We have at least two different types of memory: A spatial memory system and a set of systems for rote learning: We have a natural, spatial memory system that does not need rehearsal and allows for "instant memory" of experiences. It is always engaged and is inexhaustible. We also possess a set of systems designed for storing relatively unrelated information. The more separated information and skills are from prior knowledge and actual experience, the more dependence there needs to be upon rote memory and repetition. Implications: Teachers are adept at teaching that emphasizes memorization. Sometimes memorization is important and useful; however, teaching devoted to memorization does not facilitate the transfer of learning and probably interferes with the subsequent development of understanding. By ignoring the personal world of the learner, educators actually inhibit the effective functioning of the brain.
We understand and remember best when facts and skills are embedded in natural, spatial memory: Our native language is learned through multiple interactive experiences involving vocabulary and grammar. It is shaped by internal processes and by social interaction (Vygotsky, 1978). That is an example of how specific "items" are given meaning when embedded in ordinary experiences. All education can be enhanced when this type of embedding is adopted. Implications: The embedding process depends upon all the other principles. Spatial learning is generally best invoked through experiential learning. Teachers need to use a great deal of real-life activity, including classroom demonstrations, projects, field trips, visual imagery of certain experiences and best performances, stories, metaphor, drama, and interaction of different subjects.

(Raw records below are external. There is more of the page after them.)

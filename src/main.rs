//! Kryon command-line entry point.

fn main() -> anyhow::Result<()> {
    kryon_encoder::cli::run()
}
pub fn run() -> anyhow::Result<()> {
    let cli = Cli::parse();
    init_logging(cli.verbose);
    let config = EncoderConfig::load_or_default(&cli.config);

    match &cli.command {
        Commands::Analyze {
            text,
            json,
            full,
            out,
        } => {
            header(cli.verbose, "Word Analysis");
            let res = match analyze_word(text, &config) {
                Ok(res) => res,
                Err(err) => {
                    println!("{}", err.user_message());
                    return Ok(());
                }
            };
            if *json || out.is_some() {
                let report = if *full {
                    let library = open_library(&cli, config)?;
                    Report::with_related(&res, &library.snapshot().index, RelatedLimits::default())
                } else {
                    Report::new(&res)
                };
                write_or_print(&report.to_json()?, out.as_deref())?;
            } else {
                print_result(&res);
            }
            Ok(())
        }

        Commands::Phrase { text, json } => {
            header(cli.verbose, "Phrase Analysis");
            let analysis = analyze_phrase(text, &config);
            if *json {
                println!("{}", PhraseReport::new(&analysis).to_json()?);
                return Ok(());
            }
            if analysis.words.is_empty() {
                println!("No valid words.");
                return Ok(());
            }
            for item in &analysis.words {
                println!(
                    "{:<20} L1 {:>6}  L2C {:>6}  W {:.3}  C {:.3}  Hm {:.3}  Z {:.3}",
                    item.word, item.l1, item.l2c, item.w, item.c, item.hm, item.z
                );
            }
            let note = if analysis.truncated { " (truncated)" } else { "" };
            println!(
                "Words: {}{note}  |  mean W = {:.2}  |  mean Z = {:.2}",
                analysis.words.len(),
                analysis.mean_w.unwrap_or_default(),
                analysis.mean_z.unwrap_or_default()
            );
            Ok(())
        }

        Commands::Profile {
            w,
            c,
            hm,
            z,
            phi,
            label,
            json,
        } => {
            header(cli.verbose, "Profile Analysis");
            let library = open_library(&cli, config.clone())?;
            let snap = library.snapshot();
            let profile = Profile {
                w: *w,
                c: *c,
                hm: *hm,
                z: *z,
                phi: *phi,
            };
            let res = analyze_profile(label, profile, Some(&snap.index), &config);
            if *json {
                let report = Report::with_related(&res, &snap.index, RelatedLimits::default());
                println!("{}", report.to_json()?);
            } else {
                print_result(&res);
            }
            Ok(())
        }

        Commands::Unfold { l1 } => {
            let f = unfold(*l1, &config);
            if f.is_sentinel() {
                println!("{}", EncoderError::OutOfRange { l1: *l1 }.user_message());
                return Ok(());
            }
            println!("Pattern: {}", f.pattern);
            println!("Inhale: {}  Exhale: {}  R = {:.2}", f.inhale, f.exhale, f.ratio);
            println!("Interpretation: {}", f.interpretation.describe());
            if cli.verbose {
                for (i, w) in f.w_values.iter().enumerate() {
                    println!("  step {:>2}: W = {w:.4}", i + 1);
                }
            }
            Ok(())
        }

        Commands::Spell { n } => {
            match spell(*n) {
                Some(words) => println!("{words}"),
                None => println!("{}", EncoderError::OutOfRange { l1: i64::from(*n) }.user_message()),
            }
            Ok(())
        }

        Commands::Date { text } => {
            match parse_date_phrase(text) {
                Some((phrase, stamp)) => {
                    println!("{phrase}");
                    if cli.verbose {
                        println!("({stamp})");
                    }
                }
                None => println!("Not a valid DD.MM.YYYY date."),
            }
            Ok(())
        }

        Commands::Library(cmd) => run_library(&cli, cmd, config),

        Commands::Config(cmd) => run_config(&cli, cmd, config),
    }
}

Learning is enhanced by challenge and inhibited by threat: The brain downshifts under perceived threat and learns optimally when appropriately challenged. The central feature of downshifting is a sense of helplessness. The learner becomes less flexible and reverts to automatic and often more primitive routine behaviors. Implications: Teachers and administrators need to create a state of relaxed alertness in students--low in threat and high in challenge.
Each brain is unique: Although each of us has the same systems they are integrated differently in every brain. Moreover, because learning actually changes the structure of the brain, the more we learn, the more complex we become. Implications: Teaching should be multifaceted and allow all students to express visual, tactile, emotional, and auditory preferences. To accomplish these things it needs to be recognized that there may need to be fundamental changes in schools themselves.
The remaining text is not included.